What’s more, people who were in the highest fiber-intake group (29.4 g per day for men and 25.8 g for women) were also less likely to develop those diseases than people with the lowest levels of fiber consumption (12.6 g per day for men and 10.8 g for women).

That’s good motivation to adhere to the U.S. Department of Agriculture’s updated Dietary Guidelines for Americans (DGA), which called on Jan. 31 for increased consumption of fiber through whole grains, enriched foods and fresh fruits and veggies. The DGA recommends 14 g of dietary fiber per 1,000 calories per day — which totals about 25 g of fiber a day.

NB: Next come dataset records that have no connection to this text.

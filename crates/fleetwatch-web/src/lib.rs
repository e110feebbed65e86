//! # fleetwatch-web
//!
//! HTTP surface of the fleetwatch server.
//!
//! This crate provides:
//! - The telemetry ingestion endpoint (`POST /api/vehicle-data`) driving the
//!   persist → evaluate → broadcast pipeline
//! - Read-only query endpoints for current position, history, alerts and
//!   simple per-vehicle statistics
//!
//! ## Usage
//!
//! ```rust,ignore
//! use fleetwatch_web::{create_router, ServerState};
//!
//! let state = ServerState::new(telemetry, vehicles, alerts, hub, settings);
//! let app = create_router(Arc::new(state));
//!
//! let listener = TcpListener::bind("0.0.0.0:3000").await?;
//! axum::serve(listener, app).await?;
//! ```

pub mod ingest;
pub mod routes;

// Re-exports
pub use routes::create_router;

use std::sync::Arc;

use fleetwatch_core::{AlertStore, ServerSettings, TelemetryStore, VehicleRegistry};
use fleetwatch_server::BroadcastHub;

/// Shared server state for all route handlers.
pub struct ServerState {
    pub telemetry: Arc<dyn TelemetryStore>,
    pub vehicles: Arc<dyn VehicleRegistry>,
    pub alerts: Arc<dyn AlertStore>,
    pub hub: BroadcastHub,
    pub settings: ServerSettings,
}

impl ServerState {
    pub fn new(
        telemetry: Arc<dyn TelemetryStore>,
        vehicles: Arc<dyn VehicleRegistry>,
        alerts: Arc<dyn AlertStore>,
        hub: BroadcastHub,
        settings: ServerSettings,
    ) -> Self {
        Self {
            telemetry,
            vehicles,
            alerts,
            hub,
            settings,
        }
    }
}

/// Type alias for shared state in Axum handlers.
pub type AppState = Arc<ServerState>;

Dietary fiber is the edible part of a plant that is difficult to digest — found in wheat bran and green, leafy vegetables — and is known to improve health in a number of ways. It is thought to lower risks of heart disease, some cancers, diabetes and obesity, and it’s known to reduce cholesterol, blood sugar and blood pressure. According to background information in the study, published in Archives of Internal Medicine, it also binds to potential cancer-causing agents so the body can flush them out.

For the study, researchers looked at mortality data for 219,123 men and 168,999 women, who completed questionnaires about their eating habits between 1995 and 1996 as part of the longitudinal National Institutes of Health–AARP Diet and Health Study.

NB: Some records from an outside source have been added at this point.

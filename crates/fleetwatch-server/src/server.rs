//! Fleetwatch WebSocket stream server.
//!
//! This module provides the WebSocket endpoint viewers connect to:
//! - Connection accept and registration
//! - Subscribe message handling (one vehicle per connection)
//! - Outbound delivery of readings and alerts queued by the hub

use std::net::SocketAddr;
use std::sync::Arc;

use futures::{SinkExt, StreamExt};
use tokio::net::{TcpListener, TcpStream};
use tokio::sync::mpsc;
use tokio_tungstenite::tungstenite::Message;
use tokio_tungstenite::WebSocketStream;
use tracing::{debug, error, info, warn};

use fleetwatch_protocol::{decode_client_message, encode_server_message, ClientMessage, ServerMessage};

use crate::registry::{ConnectionId, SubscriptionRegistry, OUTBOUND_QUEUE_DEPTH};

/// Configuration for the stream server.
#[derive(Debug, Clone)]
pub struct StreamServerConfig {
    /// Address to bind to.
    pub bind_addr: SocketAddr,
}

impl Default for StreamServerConfig {
    fn default() -> Self {
        Self {
            bind_addr: "0.0.0.0:8080".parse().unwrap(),
        }
    }
}

/// The WebSocket server fanning readings and alerts out to viewers.
pub struct StreamServer {
    config: StreamServerConfig,
    registry: Arc<SubscriptionRegistry>,
}

impl StreamServer {
    /// Create a new stream server sharing the given subscription registry
    /// (the same registry the broadcast hub publishes through).
    pub fn new(config: StreamServerConfig, registry: Arc<SubscriptionRegistry>) -> Self {
        Self { config, registry }
    }

    /// Run the server, listening for WebSocket connections.
    pub async fn run(self) -> Result<(), Box<dyn std::error::Error + Send + Sync>> {
        let listener = TcpListener::bind(&self.config.bind_addr).await?;
        info!("stream server listening on {}", self.config.bind_addr);

        loop {
            match listener.accept().await {
                Ok((stream, addr)) => {
                    let registry = self.registry.clone();
                    tokio::spawn(async move {
                        if let Err(e) = handle_connection(stream, addr, registry).await {
                            error!("connection error from {}: {}", addr, e);
                        }
                    });
                }
                Err(e) => {
                    error!("failed to accept connection: {}", e);
                }
            }
        }
    }
}

/// Handle a single WebSocket connection.
async fn handle_connection(
    stream: TcpStream,
    addr: SocketAddr,
    registry: Arc<SubscriptionRegistry>,
) -> Result<(), Box<dyn std::error::Error + Send + Sync>> {
    let ws_stream = tokio_tungstenite::accept_async(stream).await?;

    let (outbound_tx, outbound_rx) = mpsc::channel(OUTBOUND_QUEUE_DEPTH);
    let conn = registry.register(outbound_tx);
    info!("client {} connected as connection {}", addr, conn);

    let result = connection_loop(ws_stream, addr, conn, &registry, outbound_rx).await;

    // Connection closed => unsubscribe and forget the outbound queue.
    registry.deregister(conn);
    info!("client {} disconnected", addr);
    result
}

async fn connection_loop(
    ws_stream: WebSocketStream<TcpStream>,
    addr: SocketAddr,
    conn: ConnectionId,
    registry: &SubscriptionRegistry,
    mut outbound_rx: mpsc::Receiver<ServerMessage>,
) -> Result<(), Box<dyn std::error::Error + Send + Sync>> {
    let (mut ws_tx, mut ws_rx) = ws_stream.split();

    loop {
        tokio::select! {
            // Messages from the client: subscribe frames and pings.
            msg = ws_rx.next() => {
                match msg {
                    Some(Ok(Message::Text(text))) => {
                        handle_client_message(&text, addr, conn, registry);
                    }
                    Some(Ok(Message::Ping(data))) => {
                        ws_tx.send(Message::Pong(data)).await?;
                    }
                    Some(Ok(Message::Close(_))) => {
                        info!("client {} closed connection", addr);
                        break;
                    }
                    Some(Err(e)) => {
                        warn!("websocket error from {}: {}", addr, e);
                        break;
                    }
                    None => break,
                    _ => {} // Ignore other message types
                }
            }

            // Events queued for this connection by the broadcast hub.
            outbound = outbound_rx.recv() => {
                match outbound {
                    Some(message) => {
                        let text = encode_server_message(&message)?;
                        if let Err(e) = ws_tx.send(Message::Text(text)).await {
                            warn!("failed to send to {}: {}", addr, e);
                            break;
                        }
                    }
                    // Sender dropped: the hub deregistered this connection.
                    None => break,
                }
            }
        }
    }

    Ok(())
}

/// Handle a text frame received from a client.
///
/// Malformed frames are dropped silently (logged); the connection stays open.
fn handle_client_message(
    text: &str,
    addr: SocketAddr,
    conn: ConnectionId,
    registry: &SubscriptionRegistry,
) {
    match decode_client_message(text) {
        Ok(ClientMessage::Subscribe { vehicle_id }) => {
            debug!("client {} subscribed to vehicle {}", addr, vehicle_id);
            registry.subscribe(conn, &vehicle_id);
        }
        Err(e) => {
            debug!("dropping malformed message from {}: {}", addr, e);
        }
    }
}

During nine years of follow-up, 20,126 men and 11,330 women died. People who ate the highest amounts of fiber were 22% less likely to die of any cause than people who ate the least fiber. Further, men in the highest quintile were 24% less likely to suffer from cardiovascular, infectious or respiratory diseases than men in the lowest quintile, and for women the reduction in risk was 34%.

Researchers noted that fiber from grains, such as in whole-grain bread or brown rice, but not fiber from fruits, was associated with the reduced risk of death in both men and women.